Integration of metabolic and evolutionary processes to construct efficient xylose-utilizing strain of Zymomonas mobilis for lignocellulosic ethanol production

Abstract

Xylose is a major component of lignocellulose, and it is crucial to enable microorganisms the capability of efficient xylose utilization for economical lignocellulosic biochemical production. Zymomonas mobilis is a natural ethanologenic bacterium with xylose-utilizing recombinant strains engineered for commercial lignocellulosic ethanol production. However, low efficiency of xylose utilization is still the major hurdle for lignocellulosic biochemical production, especially in the lignocellulosic hydrolysate containing inhibitory compounds and mixed sugars of glucose and xylose. In this study, xylose-utilization capability of a xylose-utilizing recombinant strain 8b-S38 of Z. mobilis was further improved by evaluating the effects of different xylose metabolic pathways, xylose isomerases, and xylose transporters.
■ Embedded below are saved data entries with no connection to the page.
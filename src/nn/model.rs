use std::sync::Arc;

use wgpu::BufferUsages;

use crate::error::{BitNetError, Result};
use crate::gpu::buffer_pool::{BufferPool, GpuBuf};
use crate::gpu::pipeline::PipelineManager;
use crate::model::config::ModelConfig;
use crate::model::weights::WeightStore;
use crate::nn::attention::{create_kv_cache, Attention, KvCache};
use crate::nn::bitlinear::{buf_entry, create_uniform_raw, create_uniform_u32_u32_f32, BitLinear};
use crate::nn::ffn::FFN;
use crate::nn::transformer::TransformerBlock;

const EMBEDDING_WGSL: &str = include_str!("../shaders/embedding.wgsl");
const RMSNORM_WGSL: &str = include_str!("../shaders/rmsnorm.wgsl");
const F32_MATMUL_WGSL: &str = include_str!("../shaders/f32_matmul.wgsl");

/// Full BitNet model: embedding → N × transformer → final RMSNorm → LM head
pub struct BitNetModel {
    device: Arc<wgpu::Device>,
    queue: Arc<wgpu::Queue>,
    pub(crate) pipelines: PipelineManager,
    pub(crate) pool: BufferPool,
    pub config: ModelConfig,

    embed_tokens: GpuBuf,
    layers: Vec<TransformerBlock>,
    final_norm: GpuBuf,
    lm_head: LmHead,
    kv_caches: Vec<KvCache>,
}

enum LmHead {
    Tied,                    // Use embed_tokens
    Separate(BitLinear),
}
The results demonstrated that xylose isomerase pathway is still the most efficient one in Z. mobilis among the xylose metabolic pathways examined, and the introduction of xylose isomerase (XI) such as StrXI and PanXI to increase its copy numbers can improve xylose utilization. In addition, the introduction of effective xylose transporter such as high-affinity xylose transporter XylFGH and the glucose facilitator mutant Glf^{A165M−K458I} promoted xylose transportation and subsequent utilization. A recombinant strain S67SPGlf^m was constructed combining rational engineering of xylose isomerases and transporters and semi-rational adaptation, which exhibited enhanced xylose utilization capability in lignocellulosic hydrolysate. This study illustrated that the construction of robust and efficient industrial strains with complex phenotypes requires a combination of different strategies such as metabolic engineering and adaptive laboratory evolution, which also provided biological parts such as xylose isomerases and xylose transporters to help design and construct microbial cell factories for efficient xylose utilization in the future.